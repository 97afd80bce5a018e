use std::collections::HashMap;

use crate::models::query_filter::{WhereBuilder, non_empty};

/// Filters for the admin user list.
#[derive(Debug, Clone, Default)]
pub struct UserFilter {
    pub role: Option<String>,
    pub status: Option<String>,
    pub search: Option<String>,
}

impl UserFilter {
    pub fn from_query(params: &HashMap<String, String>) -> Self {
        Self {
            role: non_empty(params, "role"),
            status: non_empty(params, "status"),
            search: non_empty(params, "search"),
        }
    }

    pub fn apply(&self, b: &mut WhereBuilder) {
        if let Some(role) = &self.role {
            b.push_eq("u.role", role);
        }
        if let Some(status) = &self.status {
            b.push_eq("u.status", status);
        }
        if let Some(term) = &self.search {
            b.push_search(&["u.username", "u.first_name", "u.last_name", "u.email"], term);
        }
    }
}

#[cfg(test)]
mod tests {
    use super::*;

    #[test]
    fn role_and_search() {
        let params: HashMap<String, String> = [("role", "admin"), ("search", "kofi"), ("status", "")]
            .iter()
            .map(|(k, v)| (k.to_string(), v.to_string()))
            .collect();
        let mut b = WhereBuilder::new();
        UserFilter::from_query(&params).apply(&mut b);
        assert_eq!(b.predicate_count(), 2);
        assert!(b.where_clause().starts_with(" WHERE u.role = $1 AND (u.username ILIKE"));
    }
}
==
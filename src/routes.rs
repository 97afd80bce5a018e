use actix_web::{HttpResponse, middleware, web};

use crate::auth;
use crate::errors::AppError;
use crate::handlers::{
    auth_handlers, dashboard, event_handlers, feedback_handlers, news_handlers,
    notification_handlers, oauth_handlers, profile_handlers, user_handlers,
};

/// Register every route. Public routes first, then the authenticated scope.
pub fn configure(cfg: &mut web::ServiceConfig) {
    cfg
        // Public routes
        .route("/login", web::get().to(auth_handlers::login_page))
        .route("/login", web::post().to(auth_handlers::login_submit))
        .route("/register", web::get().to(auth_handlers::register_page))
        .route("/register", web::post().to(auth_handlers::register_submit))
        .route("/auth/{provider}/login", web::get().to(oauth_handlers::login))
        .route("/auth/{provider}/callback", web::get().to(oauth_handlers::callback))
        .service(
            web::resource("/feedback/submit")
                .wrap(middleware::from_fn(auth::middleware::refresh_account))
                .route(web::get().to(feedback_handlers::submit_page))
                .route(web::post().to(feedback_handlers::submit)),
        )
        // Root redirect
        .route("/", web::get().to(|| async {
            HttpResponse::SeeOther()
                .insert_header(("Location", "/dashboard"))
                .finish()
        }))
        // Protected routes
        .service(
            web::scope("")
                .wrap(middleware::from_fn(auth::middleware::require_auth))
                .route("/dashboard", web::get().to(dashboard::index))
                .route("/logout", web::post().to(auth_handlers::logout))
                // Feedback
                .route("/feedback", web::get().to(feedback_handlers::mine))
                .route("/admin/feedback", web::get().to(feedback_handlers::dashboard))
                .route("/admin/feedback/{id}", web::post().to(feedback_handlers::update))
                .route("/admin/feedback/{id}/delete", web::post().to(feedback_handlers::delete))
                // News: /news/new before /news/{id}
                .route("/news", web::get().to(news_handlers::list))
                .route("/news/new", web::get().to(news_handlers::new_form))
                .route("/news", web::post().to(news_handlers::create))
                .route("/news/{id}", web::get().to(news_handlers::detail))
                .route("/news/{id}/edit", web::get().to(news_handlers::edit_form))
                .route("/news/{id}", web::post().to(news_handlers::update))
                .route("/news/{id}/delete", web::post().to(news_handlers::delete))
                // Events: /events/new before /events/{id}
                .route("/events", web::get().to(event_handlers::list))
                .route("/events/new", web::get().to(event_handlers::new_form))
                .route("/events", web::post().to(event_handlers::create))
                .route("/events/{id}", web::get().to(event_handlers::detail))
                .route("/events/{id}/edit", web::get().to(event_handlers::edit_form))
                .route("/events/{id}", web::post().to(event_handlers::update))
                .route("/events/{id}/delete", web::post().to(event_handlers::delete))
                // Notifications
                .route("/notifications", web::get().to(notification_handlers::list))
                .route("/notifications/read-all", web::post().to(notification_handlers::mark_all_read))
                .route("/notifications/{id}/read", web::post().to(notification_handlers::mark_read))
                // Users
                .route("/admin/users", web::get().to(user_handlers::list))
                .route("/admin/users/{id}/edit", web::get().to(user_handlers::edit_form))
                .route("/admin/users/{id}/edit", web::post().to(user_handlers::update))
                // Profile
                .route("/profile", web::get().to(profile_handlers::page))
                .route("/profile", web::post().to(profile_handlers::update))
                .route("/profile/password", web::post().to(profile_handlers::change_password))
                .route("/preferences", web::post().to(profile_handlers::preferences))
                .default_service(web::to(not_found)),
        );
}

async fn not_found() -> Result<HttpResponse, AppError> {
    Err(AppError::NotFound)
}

-- Required action --
Extract, from the listing above, every line where the string "Option" occurs.

-- Task answer --
    pub role: Option<String>,
    pub status: Option<String>,
    pub search: Option<String>,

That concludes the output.